Empresa de 158 anos faliu por conta de uma senha fraca entenda

A KNP Logistics, uma empresa britânica com 158 anos de história, faliu em junho de 2025 após ser vítima de um ataque de ransomware. O grupo Akira conseguiu acessar o sistema da empresa através de uma senha fraca de um funcionário que não utilizava autenticação em dois fatores. Os hackers apagaram todos os backups e sistemas de recuperação, exigindo um resgate de £5 milhões (cerca de R$ 35,6 milhões) para restaurar os dados. A KNP, que operava 500 caminhões e empregava 700 pessoas, não tinha recursos para pagar o resgate e, em poucas semanas, encerrou suas atividades, deixando os funcionários desempregados. Este incidente destaca a vulnerabilidade das empresas, mesmo as mais estabelecidas, a ataques cibernéticos, e a importância de implementar medidas de segurança robustas, como senhas fortes e autenticação multifatorial. Além disso, a falência da KNP Logistics ilustra o impacto devastador que um ataque cibernético pode ter não apenas na saúde financeira de uma empresa, mas também na comunidade que depende de seus serviços.
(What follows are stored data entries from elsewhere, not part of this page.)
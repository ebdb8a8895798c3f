//! 命令执行器
//!
//! 提供统一的外部命令执行接口：
//! - 参数列表调用（不经过 shell）
//! - 完整捕获 stdout/stderr
//! - 非零退出码不视为错误，由调用方解释
//! - 可选超时

use async_trait::async_trait;
use std::path::{Path, PathBuf};
use std::process::Stdio;
use std::time::Duration;
use thiserror::Error;
use tokio::process::Command;
use tracing::{debug, error, info};

use crate::domain::ProcessResult;

/// 命令执行错误
#[derive(Debug, Error)]
pub enum CommandError {
    /// 命令启动失败（通常是工具未安装）
    #[error("Failed to spawn command: {0}")]
    SpawnFailed(#[source] std::io::Error),
    /// 命令超时
    #[error("Command timed out after {0:?}")]
    Timeout(Duration),
    /// 等待命令完成失败
    #[error("Failed to wait for command: {0}")]
    WaitFailed(#[source] std::io::Error),
}

/// 一次外部命令调用
#[derive(Clone, Debug, PartialEq, Eq)]
pub struct Invocation {
    pub program: String,
    pub args: Vec<String>,
    pub work_dir: PathBuf,
}

impl Invocation {
    pub fn new(program: impl Into<String>, work_dir: impl AsRef<Path>) -> Self {
        Self {
            program: program.into(),
            args: Vec::new(),
            work_dir: work_dir.as_ref().to_path_buf(),
        }
    }

    pub fn arg(mut self, arg: impl Into<String>) -> Self {
        self.args.push(arg.into());
        self
    }

    pub fn args<I, S>(mut self, args: I) -> Self
    where
        I: IntoIterator<Item = S>,
        S: Into<String>,
    {
        self.args.extend(args.into_iter().map(Into::into));
        self
    }

    /// 用于日志的命令行展示
    pub fn display(&self) -> String {
        std::iter::once(self.program.as_str())
            .chain(self.args.iter().map(String::as_str))
            .collect::<Vec<_>>()
            .join(" ")
    }
}

/// 外部进程执行接口
///
/// 流水线通过此 trait 调用 scarb/sncast，测试中可替换为脚本化实现
#[async_trait]
pub trait ProcessRunner: Send + Sync {
    async fn run(&self, invocation: &Invocation) -> Result<ProcessResult, CommandError>;
}

/// 基于 tokio::process 的命令执行器
#[derive(Clone, Debug, Default)]
pub struct CommandRunner {
    timeout: Option<Duration>,
}

impl CommandRunner {
    /// 创建执行器
    ///
    /// `timeout` 为 None 时不限制执行时间
    pub fn new(timeout: Option<Duration>) -> Self {
        Self { timeout }
    }
}

#[async_trait]
impl ProcessRunner for CommandRunner {
    async fn run(&self, invocation: &Invocation) -> Result<ProcessResult, CommandError> {
        info!(
            command = %invocation.display(),
            work_dir = %invocation.work_dir.display(),
            "Running command"
        );

        let child = Command::new(&invocation.program)
            .args(&invocation.args)
            .current_dir(&invocation.work_dir)
            .stdin(Stdio::null())
            .stdout(Stdio::piped())
            .stderr(Stdio::piped())
            .kill_on_drop(true)
            .spawn()
            .map_err(CommandError::SpawnFailed)?;

        let output = match self.timeout {
            Some(timeout) => match tokio::time::timeout(timeout, child.wait_with_output()).await {
                Ok(result) => result.map_err(CommandError::WaitFailed)?,
                Err(_) => {
                    // child 已被 drop，kill_on_drop 负责终止进程
                    error!(command = %invocation.display(), "Command timed out after {:?}", timeout);
                    return Err(CommandError::Timeout(timeout));
                }
            },
            None => child
                .wait_with_output()
                .await
                .map_err(CommandError::WaitFailed)?,
        };

        let result = ProcessResult::new(
            output.status.code().unwrap_or(-1),
            String::from_utf8_lossy(&output.stdout),
            String::from_utf8_lossy(&output.stderr),
        );

        info!(
            program = %invocation.program,
            exit_code = result.exit_code,
            "Command finished"
        );
        if !result.stdout.is_empty() {
            debug!(program = %invocation.program, "STDOUT:\n{}", result.stdout);
        }
        if !result.stderr.is_empty() {
            debug!(program = %invocation.program, "STDERR:\n{}", result.stderr);
        }

        Ok(result)
    }
}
Ransomware LockBit 5.0 Ataca Windows, Linux e ESXi

A nova versão 5.0 do ransomware LockBit representa um avanço significativo em suas operações de ransomware como serviço (RaaS). Pela primeira vez, o LockBit oferece binários totalmente suportados para Windows, diversas distribuições Linux e hipervisores VMware ESXi, permitindo que atacantes comprometam simultaneamente endpoints, servidores e hosts de virtualização. Essa capacidade de ataque multiplataforma reduz drasticamente o tempo de impacto, afetando tanto as camadas de produção quanto de virtualização. Após a desarticulação da infraestrutura do LockBit em fevereiro de 2024, seus afiliados rapidamente migraram para novos canais de comando e controle, demonstrando resiliência e inovação. A versão 5.0 introduz técnicas avançadas de evasão e criptografia, como execução em memória e rotinas de criptografia paralela, dificultando a resposta a incidentes e a recuperação baseada em backups. Para se proteger contra essa ameaça, as organizações devem adotar uma estratégia de defesa em profundidade, que inclua segmentação de rede, controles de acesso, proteção de endpoints e servidores, segurança de hipervisores e rigor na recuperação de dados.